Make an appointment with an experienced Buyer's Agent knowledgeable about the towns in which you are looking. You only need one Buyer's Agent in each market area since most properties are multiple listed and can be viewed by any broker. If your town search expands as you look, your primary agent can direct you to other top agents in those areas. Your Buyer's Agent will also explain how your best interests are represented and the NJ laws on Agency Representation
Upon finding the "right" home, the next step will be to make an offer to purchase in writing (generally done electronically). You will e-sign a Contract Of Sale that stipulates your offer price, deposit/down payment money, financing terms, your preferred closing date, the time period in which you will complete your home inspections, and any other specific information that you wish to include as part of your offer.
Your written offer should include the following:
- A signed Contract Of Sale with your specific terms as described above.

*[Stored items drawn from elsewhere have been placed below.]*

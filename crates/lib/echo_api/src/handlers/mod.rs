//! Request handlers.

pub mod echo;
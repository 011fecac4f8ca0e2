//! # echo_api
//!
//! HTTP API library for Echo Chamber.

pub mod config;
pub mod error;
pub mod handlers;
pub mod services;

use std::any::Any as PanicPayload;

use axum::Router;
use axum::response::Response;
use axum::routing::post;
use tower_http::catch_panic::CatchPanicLayer;
use tower_http::cors::{Any, CorsLayer};
use tower_http::trace::TraceLayer;
use tracing::error;

use crate::config::ApiConfig;
use crate::error::AppError;
use crate::handlers::echo;

/// Path of the echo endpoint.
pub const POST_API_ECHO: &str = "/api/echo";

/// Shared application state passed to all handlers.
#[derive(Clone)]
pub struct AppState {
    /// API configuration.
    pub config: ApiConfig,
    /// Outbound HTTP client for the generative API.
    pub http: reqwest::Client,
}

impl AppState {
    pub fn new(config: ApiConfig) -> Self {
        Self {
            config,
            http: reqwest::Client::new(),
        }
    }
}

/// Builds the Axum router with all routes and shared state.
pub fn router(state: AppState) -> Router {
    let cors = CorsLayer::new()
        .allow_origin(Any)
        .allow_methods(Any)
        .allow_headers(Any);

    let expose_details = state.config.expose_error_details;

    Router::new()
        .route(POST_API_ECHO, post(echo::echo_handler))
        .layer(CatchPanicLayer::custom(
            move |payload: Box<dyn PanicPayload + Send + 'static>| {
                panic_response(payload, expose_details)
            },
        ))
        .layer(TraceLayer::new_for_http())
        .layer(cors)
        .with_state(state)
}

/// A handler panicked: log it and answer like any other internal error.
fn panic_response(
    payload: Box<dyn PanicPayload + Send + 'static>,
    expose_details: bool,
) -> Response {
    let message = if let Some(s) = payload.downcast_ref::<String>() {
        s.clone()
    } else if let Some(s) = payload.downcast_ref::<&str>() {
        s.to_string()
    } else {
        "handler panicked".to_string()
    };
    error!(panic = %message, "handler panicked");
    AppError::Internal(message).into_response_with(expose_details)
}

#[cfg(test)]
mod tests {
    use axum::http::StatusCode;

    use super::*;

    async fn body_json(resp: Response) -> serde_json::Value {
        let body = axum::body::to_bytes(resp.into_body(), usize::MAX)
            .await
            .expect("read body");
        serde_json::from_slice(&body).expect("parse JSON")
    }

    #[tokio::test]
    async fn panics_become_internal_errors() {
        let resp = panic_response(Box::new("boom"), true);
        assert_eq!(resp.status(), StatusCode::INTERNAL_SERVER_ERROR);

        let json = body_json(resp).await;
        assert_eq!(json["error"], "Internal server error.");
        assert_eq!(json["details"], "boom");
    }

    #[tokio::test]
    async fn panic_details_follow_config() {
        let resp = panic_response(Box::new(String::from("secret")), false);
        assert_eq!(resp.status(), StatusCode::INTERNAL_SERVER_ERROR);
        assert_eq!(
            body_json(resp).await,
            serde_json::json!({ "error": "Internal server error." })
        );
    }
}
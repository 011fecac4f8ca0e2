//! Outbound services.

pub mod gemini;
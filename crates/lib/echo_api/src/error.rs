//! Application error types.

use axum::{
    Json,
    http::StatusCode,
    response::{IntoResponse, Response},
};
use echo_core::models::{EchoRequestError, ErrorResponse};
use thiserror::Error;

use crate::services::gemini::UpstreamError;

/// Convenience alias for handler return types.
pub type AppResult<T> = Result<T, AppError>;

/// `error` field of every 500 that is not a misconfiguration.
pub const INTERNAL_ERROR_MESSAGE: &str = "Internal server error.";

/// Application-level errors with HTTP status mapping.
#[derive(Debug, Error)]
pub enum AppError {
    /// The caller sent something unusable.
    #[error("{0}")]
    Validation(String),

    /// The operator has to fix the deployment.
    #[error("{0}")]
    Misconfigured(String),

    /// The generative API failed or answered garbage.
    #[error("{0}")]
    Upstream(String),

    #[error("{0}")]
    Internal(String),
}

impl AppError {
    pub fn status(&self) -> StatusCode {
        match self {
            AppError::Validation(_) => StatusCode::BAD_REQUEST,
            AppError::Misconfigured(_) | AppError::Upstream(_) | AppError::Internal(_) => {
                StatusCode::INTERNAL_SERVER_ERROR
            }
        }
    }

    /// JSON body for this error. `details` is only filled for upstream and
    /// internal failures, and only when `expose_details` is set.
    pub fn body(&self, expose_details: bool) -> ErrorResponse {
        match self {
            AppError::Validation(m) | AppError::Misconfigured(m) => ErrorResponse {
                error: m.clone(),
                details: None,
            },
            AppError::Upstream(m) | AppError::Internal(m) => ErrorResponse {
                error: INTERNAL_ERROR_MESSAGE.to_string(),
                details: expose_details.then(|| m.clone()),
            },
        }
    }

    /// Build the response, optionally withholding `details`.
    pub fn into_response_with(self, expose_details: bool) -> Response {
        (self.status(), Json(self.body(expose_details))).into_response()
    }
}

/// Withholds `details`. Handlers that honour `EXPOSE_ERROR_DETAILS` go
/// through [`AppError::into_response_with`] instead.
impl IntoResponse for AppError {
    fn into_response(self) -> Response {
        self.into_response_with(false)
    }
}

impl From<EchoRequestError> for AppError {
    fn from(e: EchoRequestError) -> Self {
        AppError::Validation(e.to_string())
    }
}

impl From<UpstreamError> for AppError {
    fn from(e: UpstreamError) -> Self {
        AppError::Upstream(e.to_string())
    }
}
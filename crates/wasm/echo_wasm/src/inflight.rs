//! Thinking indicators for requests still in flight.

use std::collections::HashMap;

use echo_core::chat::RequestId;

/// One indicator per outstanding request, so overlapping requests each
/// clear their own.
#[derive(Debug)]
pub struct InFlight<T> {
    live: HashMap<RequestId, T>,
}

impl<T> Default for InFlight<T> {
    fn default() -> Self {
        Self {
            live: HashMap::new(),
        }
    }
}

impl<T> InFlight<T> {
    /// Track `indicator` for `id`, handing back any it replaces.
    pub fn insert(&mut self, id: RequestId, indicator: T) -> Option<T> {
        self.live.insert(id, indicator)
    }

    /// Stop tracking `id` and return its indicator.
    pub fn take(&mut self, id: RequestId) -> Option<T> {
        self.live.remove(&id)
    }
}
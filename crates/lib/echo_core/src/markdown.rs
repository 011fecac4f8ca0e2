//! Markdown-lite renderer.
//!
//! Converts the small markdown subset the personas are asked to produce into
//! an HTML fragment: `**bold**`, `*italic*`, `- ` list items and line breaks.
//! Passes run in a fixed order and each one works on the output of the one
//! before it.
//!
//! This is not a markdown parser. There are no headings, links, code blocks
//! or nested lists, and HTML-significant characters in the input are passed
//! through untouched. The input is model output and is treated as trusted;
//! anything that inserts the result into a page inherits that injection
//! surface.

use std::sync::LazyLock;

use regex::Regex;

static BOLD: LazyLock<Regex> = LazyLock::new(|| compile(r"\*\*(.*?)\*\*"));
static ITALIC: LazyLock<Regex> = LazyLock::new(|| compile(r"\*(.*?)\*"));
static LIST_ITEM: LazyLock<Regex> = LazyLock::new(|| compile(r"(?m)^- (.*)$"));
static LIST_BLOCK: LazyLock<Regex> = LazyLock::new(|| compile(r"(?ms)^(<li>.*</li>)"));

fn compile(pattern: &str) -> Regex {
    // Patterns are literals in this module; a failure is a programming error.
    Regex::new(pattern).expect("markdown pattern must compile")
}

/// Render markdown-lite text into a single `<p>`-wrapped HTML fragment.
///
/// ```
/// let html = echo_core::markdown::render("**hi**\n- one");
/// assert_eq!(html, "<p><strong>hi</strong><br><ul><li>one</li></ul></p>");
/// ```
pub fn render(markdown: &str) -> String {
    let html = BOLD.replace_all(markdown, "<strong>${1}</strong>");
    let html = ITALIC.replace_all(&html, "<em>${1}</em>");
    let html = LIST_ITEM.replace_all(&html, "<li>${1}</li>");
    // Greedy: one <ul> from the first item-led line to the last </li>.
    let html = LIST_BLOCK.replace_all(&html, "<ul>${1}</ul>");
    let html = html.replace('\n', "<br>");
    format!("<p>{html}</p>")
}

#[cfg(test)]
mod tests {
    use super::*;

    #[test]
    fn renders_mixed_inline_and_list() {
        let html = render("**bold** and *italic*\n- item one\n- item two");
        assert_eq!(
            html,
            "<p><strong>bold</strong> and <em>italic</em><br>\
             <ul><li>item one</li><br><li>item two</li></ul></p>"
        );
        assert_eq!(html.matches("<ul>").count(), 1);
        assert_eq!(html.matches("<li>").count(), 2);
    }

    #[test]
    fn plain_text_is_only_wrapped() {
        assert_eq!(render("hello world"), "<p>hello world</p>");
        assert_eq!(render(""), "<p></p>");
    }

    #[test]
    fn bold_is_non_greedy() {
        assert_eq!(
            render("**a** then **b**"),
            "<p><strong>a</strong> then <strong>b</strong></p>"
        );
    }

    #[test]
    fn emphasis_does_not_cross_lines() {
        assert_eq!(render("*a\nb*"), "<p>*a<br>b*</p>");
    }

    #[test]
    fn dash_inside_a_line_is_not_a_list_item() {
        assert_eq!(render("well - maybe"), "<p>well - maybe</p>");
    }

    #[test]
    fn interrupted_lists_share_one_block() {
        let html = render("- a\ntext\n- b");
        assert_eq!(html, "<p><ul><li>a</li><br>text<br><li>b</li></ul></p>");
    }

    #[test]
    fn html_in_input_is_not_escaped() {
        assert_eq!(render("<b>x</b>"), "<p><b>x</b></p>");
    }

    #[test]
    fn list_items_keep_inline_formatting() {
        assert_eq!(
            render("- **step** one"),
            "<p><ul><li><strong>step</strong> one</li></ul></p>"
        );
    }
}
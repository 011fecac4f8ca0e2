//! Echo Chamber API server binary.
//!
//! Serves `POST /api/echo` and, with `--static-dir`, the browser frontend
//! from the same origin.

use std::path::PathBuf;

use clap::Parser;
use echo_api::config::{ApiConfig, DEFAULT_BIND_HOST, DEFAULT_PORT};
use tower_http::services::ServeDir;
use tracing::{info, warn};

/// CLI arguments for the API server.
#[derive(Parser, Debug)]
#[command(name = "echo_server", version, about = "Echo Chamber persona chat proxy")]
struct Args {
    /// Port to listen on.
    #[arg(long, env = "PORT", default_value_t = DEFAULT_PORT)]
    port: u16,

    /// Host to bind.
    #[arg(long, env = "BIND_HOST", default_value = DEFAULT_BIND_HOST)]
    host: String,

    /// Credential for the generative API.
    ///
    /// Requests are answered with a 500 until this is set.
    #[arg(long, env = "API_KEY", hide_env_values = true)]
    api_key: Option<String>,

    /// Directory with the built frontend (index.html and the wasm bundle).
    #[arg(long, env = "STATIC_DIR")]
    static_dir: Option<PathBuf>,
}

#[tokio::main]
async fn main() -> Result<(), Box<dyn std::error::Error>> {
    dotenvy::dotenv().ok();

    tracing_subscriber::fmt()
        .with_writer(std::io::stderr)
        .with_env_filter(
            tracing_subscriber::EnvFilter::try_from_default_env()
                .unwrap_or_else(|_| "info,echo_api=debug,echo_core=debug".into()),
        )
        .init();

    let args = Args::parse();

    let mut config = ApiConfig::from_env()?;
    config.bind_addr = format!("{}:{}", args.host, args.port);
    if let Some(key) = args.api_key.filter(|key| !key.is_empty()) {
        config.api_key = Some(key);
    }

    if config.api_key.is_none() {
        warn!("API_KEY is not set; echo requests will fail until it is configured");
    }
    info!(
        upstream = %config.generate_url(),
        expose_error_details = config.expose_error_details,
        "starting echo_server"
    );

    let bind_addr = config.bind_addr.clone();
    let mut app = echo_api::router(echo_api::AppState::new(config));
    if let Some(dir) = &args.static_dir {
        info!(dir = %dir.display(), "serving static frontend");
        app = app.fallback_service(ServeDir::new(dir));
    }

    let listener = tokio::net::TcpListener::bind(&bind_addr).await?;
    let local_addr = listener.local_addr()?;
    info!(addr = %local_addr, "REST API listening");

    axum::serve(listener, app)
        .with_graceful_shutdown(async {
            let _ = tokio::signal::ctrl_c().await;
            info!("shutdown signal received");
        })
        .await?;

    Ok(())
}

- Financial qualification document such as a Mortgage Pre-Approval Letter from a lender (not just a Pre-Qualification letter) or a bank statement indicating sufficient liquid funds for a cash purchase. A mortgage Pre-Approval Letter should include a review of your credit and financial ability to pay as well as a specific reference as to whether your purchase is contingent or not contingent upon the sale of any currently owned real estate.
- Signed Seller’s Property Disclosure Statement and Lead Paint Addendum when available.
- Optional - A letter about yourselves to provide to a Seller.
Your signed offer will be presented to the seller's Listing Agent to provide to the Sellers. A negotiation process begins. Negotiations typically are verbal after presenting the intial offer. If you come to terms at an agreed upon Purchase Price, revised contracts are sent to you for e-signing. Then the Sellers sign with the contract becoming fully executed. A copy of the fully executed contract is provided to both your attorney and that of the Sellers to begin Attorney Review.
Attorney Review is the process by which your real estate attorney and that of the sellers, review the contract, make any changes necessary and ultimately come to a legal agreement ending Attorney Review. Once Attorney Review is complete, the contract is binding and considered "Under Contract". In a competitive marketplace, it is good to complete Attorney Review in a timely manner. If neither attorney disapproves the contract i.e. makes changes to the contract, attorney review will end after 3 days and the contract becomes binding. During attorney review, either party may cancel the contract for any reason.
Meeting your contract Contingencies is the next step. Each contract varies with the contingencies specified. The following are examples of typical contract contingencies:
- Deposit Money – your deposit is typically due 7-10 days after the end of attorney review and customarily will sit in the Seller's attorney escrow account until closing. This is usually 10% of your purchase price. However, each contract varies as to the deposit specified.
- Mortgage Contingency – your contract will likely have a mortgage commitment date specifying when you must have a document confirming that your mortgage is approved for your home purchase. This averages 30-45 days from the end of attorney review but also varies. In some competitive bidding situations, a buyer will remove their mortgage contingency to entice the seller to take their offer over another buyer with a contingency. Inquire about the pros and cons of this with your real estate agent and attorney.
- Home Inspection Contingency – Your contract will specify the number of days after attorney review by which you must complete your home inspections: structural, termite, radon, oil, lead, mold, etc. It will also specify the number of days you have to make requests from a seller for repairs and/or credits. When significant home inspection issues arise, you and the seller will negotiate a settlement of such issues. This may include a request of the seller to make repairs, a request of a dollar credit at closing for you to make repairs, and in instances where the issues is so significant, termination of your contract.
- Closing Date – Your contract will indicate a specific date on which you are to close. Closing dates do change as the result of unforeseen circumstances.
Preparing For Closing Day:
Items that you will need to do prior to closing are:
- Obtaining Homeowner’s Insurance on your home. This must be in place and is usually required by your mortgage lender to close.
- Utilities should be changed into your name to take effect the day of closing.
- Confirmation with your attorney the funds necessary to bring to closing as part of your final down payment and closing costs.
- Confirmation of the closing time and location and then set up a final walk-thru of your new home on or just before the day of closing.
This is an exciting day on which you will receive the keys to your new home. You will sign the mortgage paperwork and deed documents. You are officially a homeowner after closing of title with your attorney and/or settlement company!
A FINAL NOTE:
All of the information above is intended to be a guide to help you prepare for the purchase of a property. Every home purchase is unique and specific to your personal situation and contract specifications. Communication of your needs and expectations to your real estate agent and your attorney needs to be ongoing and open during your home purchase process. The above is not intended to be legal advice but merely a description of a typical real estate home purchase. You should always consult your attorney for review and guidance related to a contract to purchase a home.